▽

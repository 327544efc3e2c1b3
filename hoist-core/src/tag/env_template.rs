//! Environment template tag policy.

use super::{TagError, TagOptions, Tagger};
use async_trait::async_trait;
use once_cell::sync::Lazy;
use regex::{Captures, Regex};
use std::collections::HashMap;
use std::path::Path;
use tokio_util::sync::CancellationToken;

static PLACEHOLDER: Lazy<Regex> =
    Lazy::new(|| Regex::new(r"\{\{\s*\.([A-Za-z_][A-Za-z0-9_]*)\s*\}\}").expect("valid regex"));

/// Expands `{{.NAME}}` placeholders into a tag.
///
/// `IMAGE_NAME`, `DIGEST`, `DIGEST_ALGO` and `DIGEST_HEX` come from the tag
/// request; any other name is read from the process environment.
#[derive(Debug, Clone)]
pub struct EnvTemplateTagger {
    template: String,
    /// Variables consulted before the process environment
    overrides: HashMap<String, String>,
}

impl EnvTemplateTagger {
    pub fn new(template: &str) -> Result<Self, TagError> {
        if template.trim().is_empty() {
            return Err(TagError::InvalidPolicy { reason: "template is empty".to_string() });
        }
        Ok(Self { template: template.to_string(), overrides: HashMap::new() })
    }

    /// Provide a variable without touching the process environment.
    pub fn with_var(mut self, name: impl Into<String>, value: impl Into<String>) -> Self {
        self.overrides.insert(name.into(), value.into());
        self
    }

    fn lookup(&self, name: &str, options: &TagOptions) -> Option<String> {
        match name {
            "IMAGE_NAME" => Some(options.image_name.clone()),
            "DIGEST" => Some(options.digest.clone()),
            "DIGEST_ALGO" => Some(options.digest_algorithm().to_string()),
            "DIGEST_HEX" => Some(options.digest_hex().to_string()),
            _ => self.overrides.get(name).cloned().or_else(|| std::env::var(name).ok()),
        }
    }

    fn expand(&self, options: &TagOptions) -> Result<String, TagError> {
        let mut missing: Option<String> = None;
        let expanded = PLACEHOLDER.replace_all(&self.template, |caps: &Captures| {
            let name = &caps[1];
            self.lookup(name, options).unwrap_or_else(|| {
                missing.get_or_insert_with(|| name.to_string());
                String::new()
            })
        });

        match missing {
            Some(name) => Err(TagError::MissingVariable { name }),
            None => Ok(expanded.into_owned()),
        }
    }
}

#[async_trait]
impl Tagger for EnvTemplateTagger {
    async fn generate_fully_qualified_image_name(
        &self,
        _cancel: &CancellationToken,
        _workspace: &Path,
        options: &TagOptions,
    ) -> Result<String, TagError> {
        options.validate()?;
        self.expand(options)
    }
}
//! Configuration management.
//!
//! `BuildConfig` holds the process-scoped build settings. `PipelineConfig` is
//! the parsed form of a `hoist.yaml` pipeline file.

use crate::error::{HoistError, Result};
use crate::tag::TagPolicy;
use crate::types::{ArtifactSpec, RawArtifact};
use serde::Deserialize;
use std::collections::HashSet;
use std::path::{Path, PathBuf};
use tracing::{debug, info, instrument};

/// Default pipeline file name.
pub const DEFAULT_PIPELINE_FILE: &str = "hoist.yaml";

/// Process-scoped build settings.
#[derive(Debug, Clone, Default, PartialEq, Eq)]
pub struct BuildConfig {
    /// Name of the cluster context images are built for
    pub cluster_context: String,

    /// Skip publishing; derived from the cluster's locality when unset
    pub skip_push: Option<bool>,
}

impl BuildConfig {
    pub fn new(cluster_context: impl Into<String>) -> Self {
        Self { cluster_context: cluster_context.into(), skip_push: None }
    }

    pub fn with_skip_push(mut self, skip_push: bool) -> Self {
        self.skip_push = Some(skip_push);
        self
    }
}

/// Parsed and validated pipeline file.
#[derive(Debug, Clone)]
pub struct PipelineConfig {
    /// Cluster context declared in the file
    pub kube_context: Option<String>,

    /// Tag policy applied to every artifact
    pub tag_policy: TagPolicy,

    /// Explicit push setting from `build.local.skipPush`
    pub skip_push: Option<bool>,

    /// Artifacts in build order, workspaces resolved against the file's directory
    pub artifacts: Vec<ArtifactSpec>,
}

#[derive(Debug, Deserialize)]
#[serde(rename_all = "camelCase", deny_unknown_fields)]
struct PipelineFile {
    #[serde(default)]
    kube_context: Option<String>,

    #[serde(default)]
    tag_policy: TagPolicy,

    build: BuildSection,
}

#[derive(Debug, Deserialize)]
#[serde(rename_all = "camelCase", deny_unknown_fields)]
struct BuildSection {
    #[serde(default)]
    local: LocalSection,

    artifacts: Vec<RawArtifact>,
}

#[derive(Debug, Default, Deserialize)]
#[serde(rename_all = "camelCase", deny_unknown_fields)]
struct LocalSection {
    #[serde(default)]
    skip_push: Option<bool>,
}

impl PipelineConfig {
    /// Parse a pipeline from YAML. Relative workspaces are resolved against `base_dir`.
    #[instrument(skip(content))]
    pub fn parse(content: &str, base_dir: &Path) -> Result<Self> {
        let file: PipelineFile = serde_yaml::from_str(content)
            .map_err(|e| HoistError::InvalidConfig { reason: e.to_string() })?;

        if file.build.artifacts.is_empty() {
            return Err(HoistError::InvalidConfig {
                reason: "build.artifacts must list at least one artifact".to_string(),
            });
        }

        let mut seen = HashSet::new();
        let mut artifacts = Vec::with_capacity(file.build.artifacts.len());
        for raw in file.build.artifacts {
            let mut artifact = ArtifactSpec::try_from(raw)?;
            if !seen.insert(artifact.image_name.clone()) {
                return Err(HoistError::Configuration {
                    image: artifact.image_name,
                    reason: "image name declared more than once".to_string(),
                });
            }
            if artifact.workspace.is_relative() {
                artifact.workspace = normalize(&base_dir.join(&artifact.workspace));
            }
            debug!(image = %artifact.image_name, kind = artifact.kind.name(), "Loaded artifact");
            artifacts.push(artifact);
        }

        Ok(Self {
            kube_context: file.kube_context.filter(|c| !c.trim().is_empty()),
            tag_policy: file.tag_policy,
            skip_push: file.build.local.skip_push,
            artifacts,
        })
    }

    /// Load a pipeline file from disk.
    pub fn load(path: &Path) -> Result<Self> {
        let content = std::fs::read_to_string(path).map_err(|e| HoistError::FileReadError {
            path: path.display().to_string(),
            source: e,
        })?;
        let base_dir = path.parent().map(Path::to_path_buf).unwrap_or_else(|| PathBuf::from("."));
        let config = Self::parse(&content, &base_dir)?;
        info!(path = %path.display(), artifacts = config.artifacts.len(), "Loaded pipeline");
        Ok(config)
    }

    /// Build settings for this pipeline. `kube_context` overrides the file's context
    /// and `skip_push` overrides `build.local.skipPush`.
    pub fn build_config(
        &self,
        kube_context: Option<&str>,
        skip_push: Option<bool>,
    ) -> Result<BuildConfig> {
        let context = kube_context
            .map(str::to_string)
            .or_else(|| self.kube_context.clone())
            .ok_or_else(|| HoistError::InvalidConfig {
                reason: "no cluster context: set kubeContext or pass --kube-context".to_string(),
            })?;
        Ok(BuildConfig { cluster_context: context, skip_push: skip_push.or(self.skip_push) })
    }
}

/// Drop `.` components so resolved workspaces read cleanly in logs.
fn normalize(path: &Path) -> PathBuf {
    let normalized: PathBuf =
        path.components().filter(|c| !matches!(c, std::path::Component::CurDir)).collect();
    if normalized.as_os_str().is_empty() {
        PathBuf::from(".")
    } else {
        normalized
    }
}

#[cfg(test)]
mod tests {
    use super::*;
    use crate::types::BuildKind;

    const PIPELINE: &str = r#"
kubeContext: minikube
tagPolicy:
  envTemplate:
    template: "{{.IMAGE_NAME}}:{{.DIGEST_HEX}}"
build:
  local:
    skipPush: false
  artifacts:
    - imageName: app
      docker:
        dockerfilePath: Dockerfile
    - imageName: svc
      workspace: services/svc
      bazel:
        target: //svc:image.tar
"#;

    #[test]
    fn test_parse_pipeline() {
        let config = PipelineConfig::parse(PIPELINE, Path::new("/work")).unwrap();
        assert_eq!(config.kube_context.as_deref(), Some("minikube"));
        assert_eq!(config.skip_push, Some(false));
        assert!(matches!(config.tag_policy, TagPolicy::EnvTemplate { .. }));
        assert_eq!(config.artifacts.len(), 2);
        assert_eq!(config.artifacts[0].image_name, "app");
        assert_eq!(config.artifacts[0].workspace, PathBuf::from("/work"));
        assert_eq!(config.artifacts[1].workspace, PathBuf::from("/work/services/svc"));
        assert!(matches!(config.artifacts[1].kind, BuildKind::Bazel(_)));
    }

    #[test]
    fn test_defaults() {
        let yaml = "build:\n  artifacts:\n    - imageName: app\n      docker: {}\n";
        let config = PipelineConfig::parse(yaml, Path::new("/work")).unwrap();
        assert_eq!(config.kube_context, None);
        assert_eq!(config.skip_push, None);
        assert_eq!(config.tag_policy, TagPolicy::Sha256 {});
    }

    #[test]
    fn test_artifact_without_kind_is_configuration_error() {
        let yaml = "build:\n  artifacts:\n    - imageName: app\n";
        let err = PipelineConfig::parse(yaml, Path::new(".")).unwrap_err();
        assert!(matches!(err, HoistError::Configuration { ref image, .. } if image == "app"));
    }

    #[test]
    fn test_tag_policy_must_name_one_kind() {
        let yaml = "tagPolicy:\n  sha256: {}\n  dateTime: {}\nbuild:\n  artifacts:\n    - imageName: app\n      docker: {}\n";
        let err = PipelineConfig::parse(yaml, Path::new(".")).unwrap_err();
        assert!(matches!(err, HoistError::InvalidConfig { .. }));

        let yaml = "tagPolicy:\n  dateTime:\n    utc: true\nbuild:\n  artifacts:\n    - imageName: app\n      docker: {}\n";
        let config = PipelineConfig::parse(yaml, Path::new(".")).unwrap();
        assert_eq!(config.tag_policy, TagPolicy::DateTime { format: None, utc: true });
    }

    #[test]
    fn test_duplicate_image_names_are_rejected() {
        let yaml = "build:\n  artifacts:\n    - imageName: app\n      docker: {}\n    - imageName: app\n      docker: {}\n";
        let err = PipelineConfig::parse(yaml, Path::new(".")).unwrap_err();
        assert!(matches!(err, HoistError::Configuration { .. }));
    }

    #[test]
    fn test_empty_artifact_list_is_rejected() {
        let err = PipelineConfig::parse("build:\n  artifacts: []\n", Path::new(".")).unwrap_err();
        assert!(matches!(err, HoistError::InvalidConfig { .. }));
    }

    #[test]
    fn test_unknown_fields_are_rejected() {
        let yaml = "build:\n  artifacts:\n    - imageName: app\n      docker: {}\n      kaniko: {}\n";
        assert!(PipelineConfig::parse(yaml, Path::new(".")).is_err());
    }

    #[test]
    fn test_build_config_overrides() {
        let config = PipelineConfig::parse(PIPELINE, Path::new("/work")).unwrap();

        let from_file = config.build_config(None, None).unwrap();
        assert_eq!(from_file, BuildConfig { cluster_context: "minikube".into(), skip_push: Some(false) });

        let overridden = config.build_config(Some("gke_prod"), Some(true)).unwrap();
        assert_eq!(overridden, BuildConfig::new("gke_prod").with_skip_push(true));
    }

    #[test]
    fn test_build_config_requires_a_context() {
        let yaml = "build:\n  artifacts:\n    - imageName: app\n      docker: {}\n";
        let config = PipelineConfig::parse(yaml, Path::new(".")).unwrap();
        assert!(matches!(config.build_config(None, None), Err(HoistError::InvalidConfig { .. })));
    }

    #[test]
    fn test_relative_base_keeps_a_usable_workspace() {
        let yaml = "build:\n  artifacts:\n    - imageName: app\n      docker: {}\n";
        let config = PipelineConfig::parse(yaml, Path::new(".")).unwrap();
        assert_eq!(config.artifacts[0].workspace, PathBuf::from("."));
    }

    #[test]
    fn test_load_missing_file() {
        let err = PipelineConfig::load(Path::new("/nonexistent/hoist.yaml")).unwrap_err();
        assert!(matches!(err, HoistError::FileReadError { .. }));
    }
}
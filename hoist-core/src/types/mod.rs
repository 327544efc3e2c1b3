//! Core types for hoist.

pub mod artifact;

use serde::Serialize;
use std::fmt;

pub use artifact::{ArtifactSpec, BazelArtifact, BuildKind, DockerArtifact, RawArtifact};

/// A completed artifact: the image name and the tag it was published under.
#[derive(Debug, Clone, PartialEq, Eq, Serialize)]
#[serde(rename_all = "camelCase")]
pub struct Build {
    pub image_name: String,
    pub tag: String,
}

/// Progress of a single artifact through the pipeline.
#[derive(Debug, Clone, Copy, PartialEq, Eq)]
pub enum ArtifactState {
    Pending,
    Built,
    Digested,
    Tagged,
    Pushed,
    Skipped,
    Complete,
    Failed,
}

impl fmt::Display for ArtifactState {
    fn fmt(&self, f: &mut fmt::Formatter<'_>) -> fmt::Result {
        let s = match self {
            ArtifactState::Pending => "pending",
            ArtifactState::Built => "built",
            ArtifactState::Digested => "digested",
            ArtifactState::Tagged => "tagged",
            ArtifactState::Pushed => "pushed",
            ArtifactState::Skipped => "skipped",
            ArtifactState::Complete => "complete",
            ArtifactState::Failed => "failed",
        };
        f.write_str(s)
    }
}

△

» **Task objective**: Spot every line in the entries that includes the word "info", and copy each one out.

» **Response to the exercise**:
use tracing::{debug, info, instrument};
        info!(path = %path.display(), artifacts = config.artifacts.len(), "Loaded pipeline");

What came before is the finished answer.